5, 8, 9,... Intersection, 10... Driving support system, 31, 32, 33, 34... Lane in road region, 62... Position specifying means, 64... Route setting means, 66 Control information output means, 001, 002, 003 , 004, 005, 006, 010, 020, 030, 040, 050, 060... Scheduled traffic lines within the intersection, 240... Lane network information, 310, 320, 330, 340... Road section that intersects with others at the intersection, 311 , 312, 313, 314... Lanes directly connected to the intersection inflow portion in the road section 310, 341, 342, 343, 344... Lanes directly connected to the intersection outflow portion in the road section 340, 711, 712, 713, 714... Road Lanes directly connected to the intersection inflow section 710, 741, 742, 743,... Lanes directly connected to the intersection outflow section in the road section 740.

Claims (4)

A driving support system for supporting driving of a mobile body,
In the inflow part of the predetermined intersection, there are a plurality of lanes having the same approach and exit directions at the predetermined intersection. At the outflow part of the intersection and the exit direction of the intersection at the outflow part of the predetermined intersection, and at the outflow part of the intersection different from the predetermined intersection. In a road section in which each of the exit directions of the intersection is designated in a specific direction by a road sign and/or a road marking, the moving body can pass in the designated direction without changing the lane. As described above, the inside of the intersection is planned to connect between the lane contacting the outflow portion of the predetermined intersection and the lane contacting the inflow portion of the predetermined intersection, which is a linear shape of the area to be passed at the predetermined intersection. A storage unit that stores line information,
A control unit that guides the moving body based on the information about the planned passage line in the intersection,
Driving assistance system having.
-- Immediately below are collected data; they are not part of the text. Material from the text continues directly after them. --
//! Browser tests, run with `wasm-pack test --headless --firefox`
#![cfg(target_arch = "wasm32")]

use chrono::{DateTime, Utc};
use side_stash::capture::{CaptureService, MenuAction, MenuClick, TabRef};
use side_stash::clipboard::{copy_text, write_with_selection};
use side_stash::item::ItemType;
use side_stash::probe::{PageContextData, PageContextProbe, resolve_target};
use side_stash::render::{ItemRow, Timestamp};
use side_stash::store::{ItemStore, MemoryArea};
use side_stash::ui::item_card::{ItemList, ItemListProps, localize_timestamp};
use wasm_bindgen_futures::JsFuture;
use wasm_bindgen_test::*;
use web_sys::Element;
use yew::Callback;

wasm_bindgen_test_configure!(run_in_browser);

fn mount(html: &str) -> Element {
    let document = web_sys::window().unwrap().document().unwrap();
    let host = document.create_element("div").unwrap();
    host.set_inner_html(html);
    document.body().unwrap().append_child(&host).unwrap();
    host
}

/// Let pending renders and timers run
async fn settle() {
    let promise = js_sys::Promise::new(&mut |resolve, _| {
        web_sys::window()
            .unwrap()
            .set_timeout_with_callback_and_timeout_and_arguments_0(&resolve, 20)
            .unwrap();
    });
    JsFuture::from(promise).await.unwrap();
}

fn body_has_textarea() -> bool {
    let document = web_sys::window().unwrap().document().unwrap();
    document.body().unwrap().query_selector("textarea").unwrap().is_some()
}

fn create_test_row(id: &str, content: &str) -> ItemRow {
    ItemRow {
        id: id.to_string(),
        selected: false,
        item_type: ItemType::Text,
        timestamp: Some(Timestamp::JustNow),
        content: content.to_string(),
        preview: None,
        source_title: "Example".to_string(),
        source_link: Some("https://a.test/".to_string()),
    }
}

#[wasm_bindgen_test]
fn test_resolve_target_inside_anchor_with_aria_label() {
    let host = mount(r#"<a href="https://docs.test/" aria-label="Docs"><span id="icon"></span></a>"#);
    let target = host.query_selector("#icon").unwrap().unwrap();

    let (anchor, image) = resolve_target(&target);
    let mut probe = PageContextProbe::new("Page");
    probe.record("Page", anchor.as_ref(), image.as_ref());
    let data = probe.snapshot("Page");

    assert_eq!(data.link_text, "Docs");
    assert_eq!(data.link_url, "https://docs.test/");
    assert_eq!(data.image_url, "");
}

#[wasm_bindgen_test]
fn test_resolve_target_image_without_anchor() {
    let host = mount(r#"<img id="pic" alt="" title="A cat" src="https://img.test/cat.png">"#);
    let target = host.query_selector("#pic").unwrap().unwrap();

    let (anchor, image) = resolve_target(&target);

    assert!(anchor.is_none());
    let image = image.unwrap();
    assert_eq!(side_stash::probe::image_alt(&image), "A cat");
    assert_eq!(image.src, "https://img.test/cat.png");
}

#[wasm_bindgen_test]
fn test_resolve_target_plain_text() {
    let host = mount(r#"<p id="para">just words</p>"#);
    let target = host.query_selector("#para").unwrap().unwrap();

    let (anchor, image) = resolve_target(&target);

    assert!(anchor.is_none());
    assert!(image.is_none());
}

#[wasm_bindgen_test]
async fn test_capture_text_on_empty_store() {
    let service = CaptureService::new(ItemStore::new(MemoryArea::new()));
    let click = MenuClick {
        selection_text: "hello".to_string(),
        page_url: "https://a.test/".to_string(),
        ..MenuClick::default()
    };
    let context = PageContextData {
        page_title: "Example".to_string(),
        ..PageContextData::default()
    };

    let item = service
        .capture(MenuAction::SaveText, &click, &TabRef::default(), &context)
        .await
        .unwrap()
        .unwrap();
    let list = service.store().load_all().await.unwrap();

    assert_eq!(list.len(), 1);
    assert_eq!(list.items[0], item);
    assert_eq!(item.content, "hello");
    assert_eq!(item.page_title, "Example");
    assert_eq!(item.page_url, "https://a.test/");
}

#[wasm_bindgen_test]
fn test_selection_copy_removes_textarea() {
    let result = write_with_selection("copied words");

    assert!(result.is_ok());
    assert!(!body_has_textarea());
}

#[wasm_bindgen_test]
async fn test_copy_text_reports_without_throwing() {
    // Headless runs usually deny the clipboard API, exercising the fallback
    let _copied: bool = copy_text("copied words").await;

    assert!(!body_has_textarea());
}

#[wasm_bindgen_test]
fn test_localize_relative_timestamps() {
    assert_eq!(localize_timestamp(Timestamp::JustNow), "just now");
    assert_eq!(localize_timestamp(Timestamp::Minutes(5)), "5 min ago");
    assert_eq!(localize_timestamp(Timestamp::Hours(3)), "3 h ago");
}

#[wasm_bindgen_test]
fn test_localize_absolute_timestamp_uses_locale() {
    let at: DateTime<Utc> = "2024-06-01T12:00:00Z".parse().unwrap();

    let text = localize_timestamp(Timestamp::Absolute(at));

    assert!(text.contains("2024"));
    assert!(!text.contains("T12:00"));
}

#[wasm_bindgen_test]
async fn test_item_list_renders_one_card_per_row() {
    let host = mount("");
    let props = ItemListProps {
        rows: vec![create_test_row("a", "first"), create_test_row("b", "second")],
        on_toggle_select: Callback::noop(),
        on_copy: Callback::noop(),
        on_delete: Callback::noop(),
    };

    yew::Renderer::<ItemList>::with_root_and_props(host.clone(), props).render();
    settle().await;

    let list = host.query_selector("ul.list").unwrap().unwrap();
    assert_eq!(list.child_element_count(), 2);
    let content = host.query_selector(".content").unwrap().unwrap();
    assert_eq!(content.text_content().as_deref(), Some("first"));
    let time = host.query_selector(".time").unwrap().unwrap();
    assert_eq!(time.text_content().as_deref(), Some("just now"));
}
The driving support system according to claim 1, wherein
The information on the planned passage line in the intersection is the predetermined intersection which is in contact with a plurality of lanes having the same exit direction at the other intersection, the moving body is from the one lane in contact with the inflow portion of the predetermined intersection. A driving assistance system, which is provided so as to be able to move to the plurality of lanes that are in contact with the outflow portion of the predetermined intersection along the branched scheduled passage lines in the intersection. The driving support system according to claim 1 or 2, wherein
Passing at the predetermined intersection so that the moving body can pass so as to connect the outflow lane and the inflow lane of the predetermined intersection that do not match the planned exit direction at the other intersection. A driving support system, characterized in that information indicating possible areas in a line shape is stored in a storage unit by including it in the information of the planned passage at the intersection as the planned passage inside the intersection having a poor recommendation degree. The system for supporting driving according to any one of claims 1 to 3,
For the intersection where there are a plurality of lanes having a common entry/exit direction at the predetermined intersection at the inflow portion of the predetermined intersection, the control unit exits at the other intersection that passes after exiting the predetermined intersection. Based on the direction, it is determined which one of the plurality of lanes at the inflow portion of the predetermined intersection is suitable for traveling along the route of the moving body, and the planned passage line in the intersection is specified. Support system.